%%

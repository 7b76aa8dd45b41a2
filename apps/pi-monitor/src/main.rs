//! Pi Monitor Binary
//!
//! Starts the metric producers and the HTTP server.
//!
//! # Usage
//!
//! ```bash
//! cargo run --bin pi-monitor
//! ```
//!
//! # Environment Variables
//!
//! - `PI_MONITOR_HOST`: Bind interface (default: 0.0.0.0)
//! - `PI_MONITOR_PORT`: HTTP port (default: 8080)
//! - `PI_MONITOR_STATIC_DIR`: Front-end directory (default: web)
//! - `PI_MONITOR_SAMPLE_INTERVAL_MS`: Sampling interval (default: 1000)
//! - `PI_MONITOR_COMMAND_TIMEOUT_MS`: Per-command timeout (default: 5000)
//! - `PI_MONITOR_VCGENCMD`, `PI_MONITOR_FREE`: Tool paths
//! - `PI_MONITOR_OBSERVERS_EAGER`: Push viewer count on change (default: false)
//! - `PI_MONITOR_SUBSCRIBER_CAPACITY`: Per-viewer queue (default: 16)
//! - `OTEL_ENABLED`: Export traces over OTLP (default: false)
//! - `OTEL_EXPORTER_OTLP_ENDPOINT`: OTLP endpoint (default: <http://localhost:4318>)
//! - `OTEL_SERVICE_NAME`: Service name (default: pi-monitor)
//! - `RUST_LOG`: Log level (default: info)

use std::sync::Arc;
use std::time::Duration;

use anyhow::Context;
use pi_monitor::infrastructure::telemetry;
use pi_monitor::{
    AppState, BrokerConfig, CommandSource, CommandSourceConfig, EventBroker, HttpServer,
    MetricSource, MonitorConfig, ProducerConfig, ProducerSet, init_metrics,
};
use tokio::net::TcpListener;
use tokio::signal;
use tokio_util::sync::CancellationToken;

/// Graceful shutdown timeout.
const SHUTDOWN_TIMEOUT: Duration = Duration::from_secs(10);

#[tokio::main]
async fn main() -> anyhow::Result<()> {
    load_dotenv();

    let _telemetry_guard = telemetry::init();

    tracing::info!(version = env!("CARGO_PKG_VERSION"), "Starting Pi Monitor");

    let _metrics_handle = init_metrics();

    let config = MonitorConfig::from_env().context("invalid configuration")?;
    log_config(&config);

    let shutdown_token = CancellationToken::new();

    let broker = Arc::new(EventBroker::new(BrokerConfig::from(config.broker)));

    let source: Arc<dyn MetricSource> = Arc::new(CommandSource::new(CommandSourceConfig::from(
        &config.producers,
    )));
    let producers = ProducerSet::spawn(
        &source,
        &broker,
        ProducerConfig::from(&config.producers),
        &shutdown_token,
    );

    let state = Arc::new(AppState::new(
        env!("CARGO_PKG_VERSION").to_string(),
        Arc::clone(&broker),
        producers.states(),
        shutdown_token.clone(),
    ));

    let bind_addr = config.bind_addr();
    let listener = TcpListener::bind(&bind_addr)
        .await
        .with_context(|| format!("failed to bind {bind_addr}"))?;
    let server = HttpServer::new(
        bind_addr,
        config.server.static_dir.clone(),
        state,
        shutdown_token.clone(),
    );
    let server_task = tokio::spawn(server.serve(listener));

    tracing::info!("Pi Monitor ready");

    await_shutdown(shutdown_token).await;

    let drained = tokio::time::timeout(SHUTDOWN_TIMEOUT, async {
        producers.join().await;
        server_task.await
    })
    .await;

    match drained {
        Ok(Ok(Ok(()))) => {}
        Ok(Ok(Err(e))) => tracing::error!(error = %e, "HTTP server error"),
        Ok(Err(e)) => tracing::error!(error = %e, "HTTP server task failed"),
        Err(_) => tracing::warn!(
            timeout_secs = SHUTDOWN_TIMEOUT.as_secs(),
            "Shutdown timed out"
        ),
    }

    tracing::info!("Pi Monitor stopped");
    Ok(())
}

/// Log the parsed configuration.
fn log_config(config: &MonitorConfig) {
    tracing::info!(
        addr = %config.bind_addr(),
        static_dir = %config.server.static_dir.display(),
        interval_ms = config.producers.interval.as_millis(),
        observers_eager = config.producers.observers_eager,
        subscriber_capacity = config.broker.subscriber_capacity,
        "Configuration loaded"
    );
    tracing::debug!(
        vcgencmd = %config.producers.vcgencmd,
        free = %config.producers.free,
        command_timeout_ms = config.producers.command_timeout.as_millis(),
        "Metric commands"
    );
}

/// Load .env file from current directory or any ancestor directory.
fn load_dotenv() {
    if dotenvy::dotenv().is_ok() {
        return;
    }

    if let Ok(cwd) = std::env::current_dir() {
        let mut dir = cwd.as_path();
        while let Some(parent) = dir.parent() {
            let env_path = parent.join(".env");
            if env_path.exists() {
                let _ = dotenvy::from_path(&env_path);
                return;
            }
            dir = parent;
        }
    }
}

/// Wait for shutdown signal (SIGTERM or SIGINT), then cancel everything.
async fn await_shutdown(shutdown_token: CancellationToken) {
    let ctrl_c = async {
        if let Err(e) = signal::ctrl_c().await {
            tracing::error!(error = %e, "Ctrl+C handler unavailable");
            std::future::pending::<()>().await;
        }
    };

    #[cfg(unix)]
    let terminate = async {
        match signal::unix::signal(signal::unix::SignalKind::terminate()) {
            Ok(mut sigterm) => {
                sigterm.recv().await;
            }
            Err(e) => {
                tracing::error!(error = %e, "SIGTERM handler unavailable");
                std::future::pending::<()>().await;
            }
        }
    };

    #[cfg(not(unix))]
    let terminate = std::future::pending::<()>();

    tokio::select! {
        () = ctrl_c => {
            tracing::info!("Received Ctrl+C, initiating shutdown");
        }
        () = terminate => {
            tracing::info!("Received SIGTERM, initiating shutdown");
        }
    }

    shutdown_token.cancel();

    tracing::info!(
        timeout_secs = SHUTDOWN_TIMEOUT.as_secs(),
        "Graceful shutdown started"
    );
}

%%
%%

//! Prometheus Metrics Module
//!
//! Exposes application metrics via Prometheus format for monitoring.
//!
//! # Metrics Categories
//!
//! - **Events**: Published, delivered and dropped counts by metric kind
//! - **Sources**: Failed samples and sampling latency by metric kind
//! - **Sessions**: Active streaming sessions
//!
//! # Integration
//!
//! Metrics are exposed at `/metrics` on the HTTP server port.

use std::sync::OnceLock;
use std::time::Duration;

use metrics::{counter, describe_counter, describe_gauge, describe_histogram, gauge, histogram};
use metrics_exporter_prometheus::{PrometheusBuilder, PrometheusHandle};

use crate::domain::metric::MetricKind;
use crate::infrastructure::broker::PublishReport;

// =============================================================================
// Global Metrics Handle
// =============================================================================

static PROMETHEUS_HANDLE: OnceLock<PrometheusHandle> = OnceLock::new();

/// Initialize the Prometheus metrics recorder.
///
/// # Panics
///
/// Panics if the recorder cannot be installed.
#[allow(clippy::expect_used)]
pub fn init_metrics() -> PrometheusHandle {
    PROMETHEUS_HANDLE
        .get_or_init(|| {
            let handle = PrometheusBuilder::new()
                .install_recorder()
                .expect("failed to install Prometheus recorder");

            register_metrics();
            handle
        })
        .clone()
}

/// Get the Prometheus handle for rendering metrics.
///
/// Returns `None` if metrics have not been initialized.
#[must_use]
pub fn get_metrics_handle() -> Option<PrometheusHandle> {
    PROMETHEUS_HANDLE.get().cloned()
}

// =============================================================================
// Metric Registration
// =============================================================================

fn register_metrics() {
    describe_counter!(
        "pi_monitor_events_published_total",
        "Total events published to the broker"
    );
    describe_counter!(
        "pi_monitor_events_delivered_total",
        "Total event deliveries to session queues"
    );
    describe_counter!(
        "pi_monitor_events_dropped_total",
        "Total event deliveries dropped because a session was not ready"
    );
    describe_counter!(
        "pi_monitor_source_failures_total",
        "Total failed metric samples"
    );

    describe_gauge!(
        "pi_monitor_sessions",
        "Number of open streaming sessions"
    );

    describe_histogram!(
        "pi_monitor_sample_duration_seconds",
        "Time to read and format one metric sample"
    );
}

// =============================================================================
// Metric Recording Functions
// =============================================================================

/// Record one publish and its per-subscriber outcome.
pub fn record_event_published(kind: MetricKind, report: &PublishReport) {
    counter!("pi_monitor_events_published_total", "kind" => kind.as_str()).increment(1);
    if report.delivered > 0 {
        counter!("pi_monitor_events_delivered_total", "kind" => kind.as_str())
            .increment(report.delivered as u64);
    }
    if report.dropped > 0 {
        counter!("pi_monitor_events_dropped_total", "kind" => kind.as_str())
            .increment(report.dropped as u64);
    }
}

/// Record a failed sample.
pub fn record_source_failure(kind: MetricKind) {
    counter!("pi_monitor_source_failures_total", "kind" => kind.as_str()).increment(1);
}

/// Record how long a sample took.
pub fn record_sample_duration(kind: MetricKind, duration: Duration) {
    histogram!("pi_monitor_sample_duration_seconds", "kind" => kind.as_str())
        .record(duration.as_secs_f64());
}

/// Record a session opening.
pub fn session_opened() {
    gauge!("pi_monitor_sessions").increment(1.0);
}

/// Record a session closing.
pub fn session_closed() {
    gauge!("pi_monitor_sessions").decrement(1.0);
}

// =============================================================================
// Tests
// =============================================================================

%%
%%

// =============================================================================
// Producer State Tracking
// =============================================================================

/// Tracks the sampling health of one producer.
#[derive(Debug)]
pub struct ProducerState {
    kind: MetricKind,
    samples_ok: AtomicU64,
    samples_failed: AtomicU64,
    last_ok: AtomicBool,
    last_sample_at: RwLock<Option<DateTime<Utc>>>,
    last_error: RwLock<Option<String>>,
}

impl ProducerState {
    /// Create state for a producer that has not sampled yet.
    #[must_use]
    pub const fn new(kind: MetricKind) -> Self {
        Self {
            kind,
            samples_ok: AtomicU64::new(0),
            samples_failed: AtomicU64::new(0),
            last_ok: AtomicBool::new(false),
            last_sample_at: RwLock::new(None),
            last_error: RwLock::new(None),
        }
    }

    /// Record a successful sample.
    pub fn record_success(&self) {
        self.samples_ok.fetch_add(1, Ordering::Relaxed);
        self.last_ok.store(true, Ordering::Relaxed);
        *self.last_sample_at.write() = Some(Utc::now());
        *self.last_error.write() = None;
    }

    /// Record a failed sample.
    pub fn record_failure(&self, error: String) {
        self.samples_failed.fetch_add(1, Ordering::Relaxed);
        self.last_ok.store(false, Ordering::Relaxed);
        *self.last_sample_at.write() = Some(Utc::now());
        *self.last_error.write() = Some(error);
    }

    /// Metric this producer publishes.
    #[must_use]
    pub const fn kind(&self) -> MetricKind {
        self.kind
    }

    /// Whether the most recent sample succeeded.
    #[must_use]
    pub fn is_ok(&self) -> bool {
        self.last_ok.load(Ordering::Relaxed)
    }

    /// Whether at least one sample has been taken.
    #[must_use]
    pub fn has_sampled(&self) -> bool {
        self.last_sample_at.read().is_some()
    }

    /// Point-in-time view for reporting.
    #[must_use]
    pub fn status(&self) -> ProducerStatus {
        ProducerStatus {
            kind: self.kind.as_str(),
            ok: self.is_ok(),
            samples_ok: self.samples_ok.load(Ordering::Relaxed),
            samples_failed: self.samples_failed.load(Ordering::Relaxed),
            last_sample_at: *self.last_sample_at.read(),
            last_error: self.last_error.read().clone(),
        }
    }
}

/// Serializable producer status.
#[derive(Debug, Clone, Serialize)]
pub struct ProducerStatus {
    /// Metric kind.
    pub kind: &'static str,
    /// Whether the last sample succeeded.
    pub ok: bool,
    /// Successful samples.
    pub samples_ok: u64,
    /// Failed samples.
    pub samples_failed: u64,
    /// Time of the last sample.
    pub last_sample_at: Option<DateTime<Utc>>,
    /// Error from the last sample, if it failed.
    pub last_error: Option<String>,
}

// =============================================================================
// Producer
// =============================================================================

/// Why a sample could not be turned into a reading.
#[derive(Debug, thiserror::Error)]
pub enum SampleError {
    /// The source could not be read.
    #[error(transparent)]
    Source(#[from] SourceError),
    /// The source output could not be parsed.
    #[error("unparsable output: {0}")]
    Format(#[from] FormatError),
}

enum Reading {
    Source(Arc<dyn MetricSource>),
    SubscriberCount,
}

%%

The task:
Find the lines above that contain the word "Panics" and collect them.

Solved problem:
/// # Panics
/// Panics if the recorder cannot be installed.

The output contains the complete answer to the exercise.